Миры Харлана Эллисона. Том 3. Контракты души | страница 30



— Так что же ты все-таки сделал, когда узнал, что она с ним… через четыре месяца после свадьбы?

— Ничего.

— Ты зарядил пистолет и ничего не сделал?

— Именно.

— Ты даже не смог заставить себя проделать все в реальности, так?

— Не смог. Я трус. Я хотел убить его, а потом себя.

— Но не ее.

— Нет. Таких мыслей у меня не было никогда. Я ведь любил. Не мог ее убить, поэтому и хотел уничтожить все остальное в мире.

— Убирайся прочь, жалкое дерьмишко. Давай, вставай, и отвали от меня, и больше никогда со мной не заговаривай. Ты сбежал. Бежишь и сейчас. Но тебе не удастся спастись.

— Пройдет время, — сказал Мосс. — И я забуду.

— Тебе не забыть всего. Время притупит твои воспоминания, так что, возможно, ты сможешь нести их в своей душе. Но никогда не забудешь совсем.

— Может быть, и нет, — сказал Мосс и встал. Отвернулся. И в то же мгновение безумный свет, горевший в глазах юноши, стал тускнеть и вскоре погас. Он снова смотрел в пустоту, где метался похожий на разверстую рану мегапоток.

Мосс шагал по холлу и тяжело дышал.

Он прошел мимо прекрасной женщины с белокурыми волосами и почти белыми бровями — она сидела в компании двух неприметных мужчин за столом, рассчитанным на четверых. Когда он оказался совсем рядом, женщина оснулась его руки, — Я испытываю к вам жалость, а вовсе не враждебность, — сказала она мягким, глубоким голосом. Ее слова переполнял скрытый смысл.

Мосс уселся на пустой стул. Казалось, оба мужчины его не видят, хотя и прислушиваются к разговору с прекрасной женщиной.

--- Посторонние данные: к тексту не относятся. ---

//! Bundle writer
//!
//! Produces the exact byte layout the decoder reads, including zero-filled
//! alignment padding after every variable-length field.

use std::io::{self, Write};

use byteorder::{LittleEndian, WriteBytesExt};

use crate::BUNDLE_ALIGNMENT;
use crate::chunk::{AtlasChunk, BundleHeader, ChunkTag, SchemaVersion, SpriteChunk};

const PADDING: [u8; BUNDLE_ALIGNMENT as usize] = [0; BUNDLE_ALIGNMENT as usize];

/// Writer for the LSPX bundle format
pub struct BundleWriter<W: Write> {
    writer: W,
    position: u64,
    version: SchemaVersion,
}

impl<W: Write> BundleWriter<W> {
    /// Create a writer. `version` selects the SPRT layout; [`Self::write_header`]
    /// replaces it with the header's version.
    pub fn new(writer: W, version: SchemaVersion) -> Self {
        Self {
            writer,
            position: 0,
            version,
        }
    }

    /// Bytes written so far
    pub fn position(&self) -> u64 {
        self.position
    }

    /// Write the `LSPX` header
    pub fn write_header(&mut self, header: &BundleHeader) -> io::Result<()> {
        self.version = header.version;
        self.write_tag(ChunkTag::Header)?;
        self.write_i32(header.version as i32)?;
        self.write_count(header.atlas_count)?;
        self.write_count(header.sprite_count)?;
        self.write_i32(header.atlas_size)?;
        Ok(())
    }

    /// Write a SPRT chunk. `atlas_name` is stored for tooling and ignored by
    /// the decoder.
    pub fn write_sprite(&mut self, sprite: &SpriteChunk, atlas_name: &str) -> io::Result<()> {
        self.write_tag(ChunkTag::Sprite)?;
        self.write_count(sprite.frame_count as usize)?;
        if self.version.has_frame_speed() {
            self.write_f32(sprite.frame_speed.unwrap_or(0.0))?;
        }
        self.write_bytes_aligned(atlas_name.as_bytes())?;

        self.write_i32(sprite.atlas_index)?;
        self.write_bytes_aligned(sprite.name.as_bytes())?;

        self.write_f32(sprite.source.x)?;
        self.write_f32(sprite.source.y)?;
        self.write_f32(sprite.source.width)?;
        self.write_f32(sprite.source.height)?;
        self.write_f32(sprite.origin.x)?;
        self.write_f32(sprite.origin.y)?;
        Ok(())
    }

    /// Write an ATLS chunk. The payload must already be compressed.
    pub fn write_atlas(&mut self, atlas: &AtlasChunk) -> io::Result<()> {
        self.write_tag(ChunkTag::Atlas)?;
        self.write_count(atlas.sprite_count as usize)?;
        self.write_bytes_aligned(atlas.name.as_bytes())?;
        self.write_bytes_aligned(&atlas.payload)?;
        Ok(())
    }

    /// Write the `BEOF` terminator
    pub fn write_end(&mut self) -> io::Result<()> {
        self.write_tag(ChunkTag::End)
    }

    /// Write a bare 4-byte tag
    pub fn write_tag(&mut self, tag: ChunkTag) -> io::Result<()> {
        self.writer.write_all(&tag.to_bytes())?;
        self.position += 4;
        Ok(())
    }

    /// Write a raw i32 (for hand-built or deliberately corrupt fixtures)
    pub fn write_i32(&mut self, v: i32) -> io::Result<()> {
        self.writer.write_i32::<LittleEndian>(v)?;
        self.position += 4;
        Ok(())
    }

    pub fn write_f32(&mut self, v: f32) -> io::Result<()> {
        self.writer.write_f32::<LittleEndian>(v)?;
        self.position += 4;
        Ok(())
    }

    /// Flush and return the underlying writer
    pub fn finish(mut self) -> io::Result<W> {
        self.writer.flush()?;
        Ok(self.writer)
    }

    /// Return the underlying writer without flushing
    pub fn into_inner(self) -> W {
        self.writer
    }

    fn write_count(&mut self, count: usize) -> io::Result<()> {
        let v = i32::try_from(count)
            .map_err(|_| io::Error::new(io::ErrorKind::InvalidInput, "count exceeds i32::MAX"))?;
        self.write_i32(v)
    }

    /// i32 length, bytes, then padding to the next boundary
    fn write_bytes_aligned(&mut self, bytes: &[u8]) -> io::Result<()> {
        self.write_count(bytes.len())?;
        self.writer.write_all(bytes)?;
        self.position += bytes.len() as u64;

        let offset = self.position % BUNDLE_ALIGNMENT;
        if offset > 0 {
            let padding = (BUNDLE_ALIGNMENT - offset) as usize;
            self.writer.write_all(&PADDING[..padding])?;
            self.position += padding as u64;
        }
        Ok(())
    }
}
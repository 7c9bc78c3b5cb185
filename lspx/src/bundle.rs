//! Bundle lifecycle and query API
//!
//! A [`Bundle`] is either **empty** (never loaded, failed, or released) or
//! **ready** (declared atlas and sprite counts both non-zero and fully
//! decoded). There is no partially loaded state.
//!
//! The bundle value is the handle: every query takes `&self`, so several
//! bundles can be queried side by side, and a ready bundle can be shared
//! across threads for read-only access when its texture type allows it.

use std::fs::File;
use std::io::{self, BufReader, Cursor, Read, Seek};
use std::path::Path;

use glam::Vec2;
use tracing::error;

use crate::atlas::{AtlasImage, AtlasStore};
use crate::chunk::BundleHeader;
use crate::codec::AtlasCodec;
use crate::config::LoaderConfig;
use crate::decoder::BundleDecoder;
use crate::error::{BundleError, Result};
use crate::registry::SpriteRegistry;
use crate::sprite::Sprite;

/// Decoded sprite bundle
#[derive(Debug)]
pub struct Bundle<T> {
    header: Option<BundleHeader>,
    atlases: AtlasStore<T>,
    sprites: SpriteRegistry,
}

impl<T> Bundle<T> {
    /// A bundle holding nothing; never ready
    pub fn empty() -> Self {
        let mut sprites = SpriteRegistry::default();
        sprites.finalize();
        Self {
            header: None,
            atlases: AtlasStore::new(),
            sprites,
        }
    }

    pub(crate) fn from_parts(
        header: BundleHeader,
        atlases: AtlasStore<T>,
        sprites: SpriteRegistry,
    ) -> Self {
        Self {
            header: Some(header),
            atlases,
            sprites,
        }
    }

    /// Load a bundle file with the default [`LoaderConfig`].
    ///
    /// Never fails: any error is logged and an empty bundle is returned.
    /// Check [`Self::is_ready`] before use.
    pub fn load<P, C>(path: P, codec: &mut C) -> Self
    where
        P: AsRef<Path>,
        C: AtlasCodec<Texture = T>,
    {
        Self::load_with_config(path, codec, &LoaderConfig::default())
    }

    /// [`Self::load`] with an explicit config
    pub fn load_with_config<P, C>(path: P, codec: &mut C, config: &LoaderConfig) -> Self
    where
        P: AsRef<Path>,
        C: AtlasCodec<Texture = T>,
    {
        let path = path.as_ref();
        match Self::try_load(path, codec, config) {
            Ok(bundle) => bundle,
            Err(e) => {
                error!(path = %path.display(), error = %e, "Failed to load sprite bundle");
                Self::empty()
            }
        }
    }

    /// Load a bundle file, reporting why it failed
    pub fn try_load<P, C>(path: P, codec: &mut C, config: &LoaderConfig) -> Result<Self>
    where
        P: AsRef<Path>,
        C: AtlasCodec<Texture = T>,
    {
        let path = path.as_ref();
        let file = File::open(path).map_err(|e| match e.kind() {
            io::ErrorKind::NotFound => BundleError::FileNotFound {
                path: path.to_path_buf(),
            },
            _ => BundleError::Io(e),
        })?;
        Self::from_reader(BufReader::new(file), codec, config)
    }

    /// Decode a bundle from any seekable stream
    pub fn from_reader<R, C>(reader: R, codec: &mut C, config: &LoaderConfig) -> Result<Self>
    where
        R: Read + Seek,
        C: AtlasCodec<Texture = T>,
    {
        BundleDecoder::new(codec, config).decode(reader)
    }

    /// Decode a bundle held in memory
    pub fn from_bytes<C>(bytes: &[u8], codec: &mut C, config: &LoaderConfig) -> Result<Self>
    where
        C: AtlasCodec<Texture = T>,
    {
        Self::from_reader(Cursor::new(bytes), codec, config)
    }

    /// Both declared counts are non-zero (and were fully decoded)
    pub fn is_ready(&self) -> bool {
        self.atlas_count() > 0 && self.sprite_count() > 0
    }

    /// Drop every texture and sprite. Safe to call repeatedly.
    pub fn release(&mut self) {
        self.header = None;
        self.atlases.clear();
        self.sprites.clear();
    }

    /// Header of the loaded bundle; `None` when empty
    pub fn header(&self) -> Option<&BundleHeader> {
        self.header.as_ref()
    }

    pub fn atlas_count(&self) -> usize {
        self.header.map_or(0, |h| h.atlas_count)
    }

    pub fn sprite_count(&self) -> usize {
        self.header.map_or(0, |h| h.sprite_count)
    }

    /// Index of the sprite called `name`, in sorted order
    pub fn get_sprite_index(&self, name: &str) -> Option<usize> {
        self.sprites.lookup(name).ok()
    }

    pub fn sprite(&self, index: usize) -> Option<&Sprite> {
        self.sprites.get(index)
    }

    pub fn sprite_name(&self, index: usize) -> Option<&str> {
        self.sprite(index).map(|s| s.name.as_str())
    }

    /// (width, height) of the sprite's source rect
    pub fn sprite_size(&self, index: usize) -> Option<Vec2> {
        self.sprite(index).map(Sprite::size)
    }

    pub fn sprite_origin(&self, index: usize) -> Option<Vec2> {
        self.sprite(index).map(|s| s.origin)
    }

    /// Override a sprite's draw origin. Returns `false` if `index` is out of
    /// range. This is the only mutation a loaded bundle allows.
    pub fn set_sprite_origin(&mut self, index: usize, origin: Vec2) -> bool {
        self.sprites.set_origin(index, origin)
    }

    /// Atlas at decode position `atlas_index`
    pub fn atlas_image(&self, atlas_index: usize) -> Option<&AtlasImage<T>> {
        self.atlases.get(atlas_index)
    }

    /// Atlas a sprite lives on
    pub fn sprite_atlas(&self, index: usize) -> Option<&AtlasImage<T>> {
        self.sprite(index)
            .and_then(|s| self.atlases.get(s.atlas_index))
    }

    pub fn sprites(&self) -> &SpriteRegistry {
        &self.sprites
    }

    pub fn atlases(&self) -> &AtlasStore<T> {
        &self.atlases
    }
}

impl<T> Default for Bundle<T> {
    fn default() -> Self {
        Self::empty()
    }
}
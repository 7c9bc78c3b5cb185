//! Sorted sprite index
//!
//! Sprites are appended in chunk order during decode, then sorted once by name
//! in [`SpriteRegistry::finalize`]. Lookups are a binary search with the same
//! comparator, so sorting and searching can never disagree.

use std::cmp::Ordering;

use glam::Vec2;

use crate::config::NameComparison;
use crate::error::LookupError;
use crate::sprite::Sprite;

/// Ordered collection of sprites with name lookup
#[derive(Debug, Clone, Default)]
pub struct SpriteRegistry {
    sprites: Vec<Sprite>,
    comparison: NameComparison,
    finalized: bool,
}

impl SpriteRegistry {
    /// Create an empty, unfinalized registry
    pub fn new(comparison: NameComparison) -> Self {
        Self::with_capacity(0, comparison)
    }

    /// Pre-size for the declared sprite count
    pub fn with_capacity(capacity: usize, comparison: NameComparison) -> Self {
        Self {
            sprites: Vec::with_capacity(capacity),
            comparison,
            finalized: false,
        }
    }

    /// Append a sprite. Invalidates any previous sort.
    pub fn push(&mut self, sprite: Sprite) {
        self.sprites.push(sprite);
        self.finalized = false;
    }

    /// Sort by name. Stable, so sprites with colliding names keep chunk order.
    pub fn finalize(&mut self) {
        let comparison = self.comparison;
        self.sprites
            .sort_by(|a, b| comparison.compare(&a.name, &b.name));
        self.finalized = true;
    }

    pub fn is_finalized(&self) -> bool {
        self.finalized
    }

    pub fn comparison(&self) -> NameComparison {
        self.comparison
    }

    /// Find a sprite index by name.
    ///
    /// When several sprites compare equal to `name` (duplicates, or names
    /// sharing a 128-byte prefix under [`NameComparison::Truncated`]) the
    /// lowest index wins.
    pub fn lookup(&self, name: &str) -> Result<usize, LookupError> {
        if !self.finalized {
            return Err(LookupError::NotReady);
        }

        let comparison = self.comparison;
        let index = self
            .sprites
            .partition_point(|s| comparison.compare(&s.name, name) == Ordering::Less);

        match self.sprites.get(index) {
            Some(sprite) if comparison.compare(&sprite.name, name) == Ordering::Equal => Ok(index),
            _ => Err(LookupError::NotFound),
        }
    }

    pub fn get(&self, index: usize) -> Option<&Sprite> {
        self.sprites.get(index)
    }

    /// Override the draw origin of one sprite. Returns `false` if out of range.
    pub fn set_origin(&mut self, index: usize, origin: Vec2) -> bool {
        match self.sprites.get_mut(index) {
            Some(sprite) => {
                sprite.origin = origin;
                true
            }
            None => false,
        }
    }

    pub fn len(&self) -> usize {
        self.sprites.len()
    }

    pub fn is_empty(&self) -> bool {
        self.sprites.is_empty()
    }

    pub fn iter(&self) -> std::slice::Iter<'_, Sprite> {
        self.sprites.iter()
    }

    pub fn as_slice(&self) -> &[Sprite] {
        &self.sprites
    }

    /// Drop every sprite. The registry stays finalized (an empty list is sorted).
    pub fn clear(&mut self) {
        self.sprites.clear();
        self.sprites.shrink_to_fit();
        self.finalized = true;
    }
}

impl<'a> IntoIterator for &'a SpriteRegistry {
    type Item = &'a Sprite;
    type IntoIter = std::slice::Iter<'a, Sprite>;

    fn into_iter(self) -> Self::IntoIter {
        self.sprites.iter()
    }
}

#[cfg(test)]
mod tests {
    use super::*;
    use crate::MAX_COMPARABLE_NAME_LENGTH;
    use crate::sprite::Rect;

    fn sprite(name: &str, atlas_index: usize) -> Sprite {
        Sprite {
            name: name.to_string(),
            atlas_index,
            source: Rect::new(0.0, 0.0, 1.0, 1.0),
            origin: Vec2::ZERO,
            frame_count: 1,
            frame_speed: None,
        }
    }

    fn registry(names: &[&str], comparison: NameComparison) -> SpriteRegistry {
        let mut reg = SpriteRegistry::with_capacity(names.len(), comparison);
        for (i, name) in names.iter().enumerate() {
            reg.push(sprite(name, i));
        }
        reg.finalize();
        reg
    }

    #[test]
    fn test_finalize_sorts_by_name() {
        let reg = registry(&["zombie", "hero", "coin", "Boss"], NameComparison::Truncated);
        let names: Vec<&str> = reg.iter().map(|s| s.name.as_str()).collect();
        assert_eq!(names, ["Boss", "coin", "hero", "zombie"]);
    }

    #[test]
    fn test_lookup_finds_every_sprite() {
        let names = ["walk_0", "walk_1", "idle", "jump", "a", "b", "c"];
        let reg = registry(&names, NameComparison::Truncated);

        for name in names {
            let index = reg.lookup(name).unwrap();
            assert_eq!(reg.get(index).unwrap().name, name);
        }
    }

    #[test]
    fn test_lookup_missing_name() {
        let reg = registry(&["hero", "coin"], NameComparison::Truncated);
        assert_eq!(reg.lookup("villain"), Err(LookupError::NotFound));
        assert_eq!(reg.lookup(""), Err(LookupError::NotFound));
        assert_eq!(reg.lookup("her"), Err(LookupError::NotFound));
        assert_eq!(reg.lookup("heroes"), Err(LookupError::NotFound));
    }

    #[test]
    fn test_lookup_before_finalize_is_not_ready() {
        let mut reg = SpriteRegistry::new(NameComparison::Full);
        reg.push(sprite("hero", 0));
        assert_eq!(reg.lookup("hero"), Err(LookupError::NotReady));

        reg.finalize();
        assert_eq!(reg.lookup("hero"), Ok(0));

        // A later push needs another sort
        reg.push(sprite("alpha", 1));
        assert_eq!(reg.lookup("hero"), Err(LookupError::NotReady));
    }

    #[test]
    fn test_empty_registry() {
        let mut reg = SpriteRegistry::new(NameComparison::Truncated);
        reg.finalize();
        assert!(reg.is_empty());
        assert_eq!(reg.lookup("anything"), Err(LookupError::NotFound));
    }

    #[test]
    fn test_duplicates_resolve_to_lowest_index() {
        let reg = registry(&["dup", "a", "dup", "z", "dup"], NameComparison::Full);
        let index = reg.lookup("dup").unwrap();
        assert_eq!(index, 1);
        // Stable sort: the first "dup" in chunk order comes first
        assert_eq!(reg.get(index).unwrap().atlas_index, 0);
    }

    #[test]
    fn test_long_names_collide_under_truncation() {
        let prefix = "x".repeat(MAX_COMPARABLE_NAME_LENGTH);
        let first = format!("{prefix}_first");
        let second = format!("{prefix}_second");
        let absent = format!("{prefix}_absent");

        let reg = registry(&[second.as_str(), first.as_str()], NameComparison::Truncated);
        // Known collision: every name with this prefix matches the first entry
        assert_eq!(reg.lookup(&first), Ok(0));
        assert_eq!(reg.lookup(&second), Ok(0));
        assert_eq!(reg.lookup(&absent), Ok(0));
        assert_eq!(reg.get(0).unwrap().name, second);

        let reg = registry(&[second.as_str(), first.as_str()], NameComparison::Full);
        assert_eq!(reg.get(reg.lookup(&first).unwrap()).unwrap().name, first);
        assert_eq!(reg.get(reg.lookup(&second).unwrap()).unwrap().name, second);
        assert_eq!(reg.lookup(&absent), Err(LookupError::NotFound));
    }

    #[test]
    fn test_set_origin() {
        let mut reg = registry(&["hero"], NameComparison::Truncated);
        assert!(reg.set_origin(0, Vec2::new(3.0, 4.0)));
        assert_eq!(reg.get(0).unwrap().origin, Vec2::new(3.0, 4.0));
        assert!(!reg.set_origin(1, Vec2::ONE));
    }

    #[test]
    fn test_clear_releases_sprites() {
        let mut reg = registry(&["a", "b"], NameComparison::Truncated);
        reg.clear();
        assert!(reg.is_empty());
        assert!(reg.is_finalized());
        assert_eq!(reg.lookup("a"), Err(LookupError::NotFound));
    }
}
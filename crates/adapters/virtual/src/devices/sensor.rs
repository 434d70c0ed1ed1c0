//! Sensor readings keyed by value type and scale.

use std::collections::HashMap;

use devrules_domain::sensor::{Scale, ValueType};

/// Latest reading of each (value type, scale) pair a device reported.
#[derive(Debug, Default)]
pub struct SensorReadings {
    values: HashMap<(ValueType, Scale), f64>,
}

impl SensorReadings {
    pub fn set(&mut self, value_type: ValueType, scale: Scale, value: f64) {
        self.values.insert((value_type, scale), value);
    }

    #[must_use]
    pub fn get(&self, value_type: ValueType, scale: Scale) -> Option<f64> {
        self.values.get(&(value_type, scale)).copied()
    }
}
//! Device condition parameters: require a device to be in a given state.

use serde_json::Value;

use super::params::{ParamBuilder, ranged};
use crate::device::{DeviceState, Method};
use crate::error::ParamError;
use crate::id::DeviceId;

#[derive(Debug, Clone, Copy, Default, PartialEq, Eq)]
pub struct DeviceConditionParams {
    pub device_id: DeviceId,
    pub method: Method,
}

impl DeviceConditionParams {
    #[must_use]
    pub fn builder() -> DeviceConditionBuilder {
        DeviceConditionBuilder::default()
    }

    /// Methods are discrete codes, so only an exact match satisfies the condition.
    #[must_use]
    pub fn is_satisfied_by(&self, state: &DeviceState) -> bool {
        state.method == self.method
    }
}

#[derive(Debug, Default)]
pub struct DeviceConditionBuilder {
    params: DeviceConditionParams,
}

impl DeviceConditionBuilder {
    #[must_use]
    pub fn device_id(mut self, device_id: DeviceId) -> Self {
        self.params.device_id = device_id;
        self
    }

    #[must_use]
    pub fn method(mut self, method: Method) -> Self {
        self.params.method = method;
        self
    }
}

impl ParamBuilder for DeviceConditionBuilder {
    type Output = DeviceConditionParams;

    fn parse_param(&mut self, name: &str, value: &Value) -> Result<(), ParamError> {
        match name {
            "clientDeviceId" => self.params.device_id = ranged(name, value)?,
            "method" => self.params.method = ranged(name, value)?,
            _ => {}
        }
        Ok(())
    }

    fn build(self) -> DeviceConditionParams {
        self.params
    }
}
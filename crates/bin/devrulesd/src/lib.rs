//! # devrulesd: devrules daemon
//!
//! Composition root that wires the virtual registry, the event factory and
//! a minimal rule pipeline together.
//!
//! ## Responsibilities
//! - Parse configuration (env vars, config file)
//! - Register the configured virtual devices
//! - Create every configured rule through the event factory
//! - Forward registry notifications to the factory
//! - Run matched rules: conditions (logical AND), then actions
//! - Feed device events read from stdin to the registry
//!
//! ## Dependency rule
//! This is the **only** crate that depends on all other crates.
//! It is the wiring layer: no rule logic belongs here.

pub mod config;
pub mod input;
pub mod pipeline;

— Нельзя считать человека бессердечным только потому, что он пытался спасти себя, — продолжала женщина.

Она держала в руке короткий мундштук с незажженной сигаретой. Один из ее спутников сделал движение, чтобы дать ей прикурить, но женщина сердито отмахнулась. Все ее внимание было сосредоточено на Моссе.

— Я же мог спасти одного из них, — ответил Мосс. Он прижал руку ко рту, словно снова увидел пугающую картинку из прошлого. — Пожар, Дом, окутанный пламенем, которое вырывается из окон, крики. Они были такие старые, такие беспомощные.

Взметнулись, осветив все вокруг своим сиянием, светлые волосы — женщина покачала головой.

— Вы лишь служили сторожем, охраняли их; нигде не было написано, что вы должны умереть ради них. Вы являлись сознательным, отличным администратором; в Доме, которым вы руководили, всегда был порядок. Что вы могли сделать? Вы же испугались! У каждого есть свой тайный страх. Ктото боится старости, кто-то — пауков и змей, иные оказаться похороненными заживо, попасть в замкнутое пространство. Утонуть, стать всеобщим посмешищем или быть отвергнутым. Каждый трепещет перед чем-нибудь.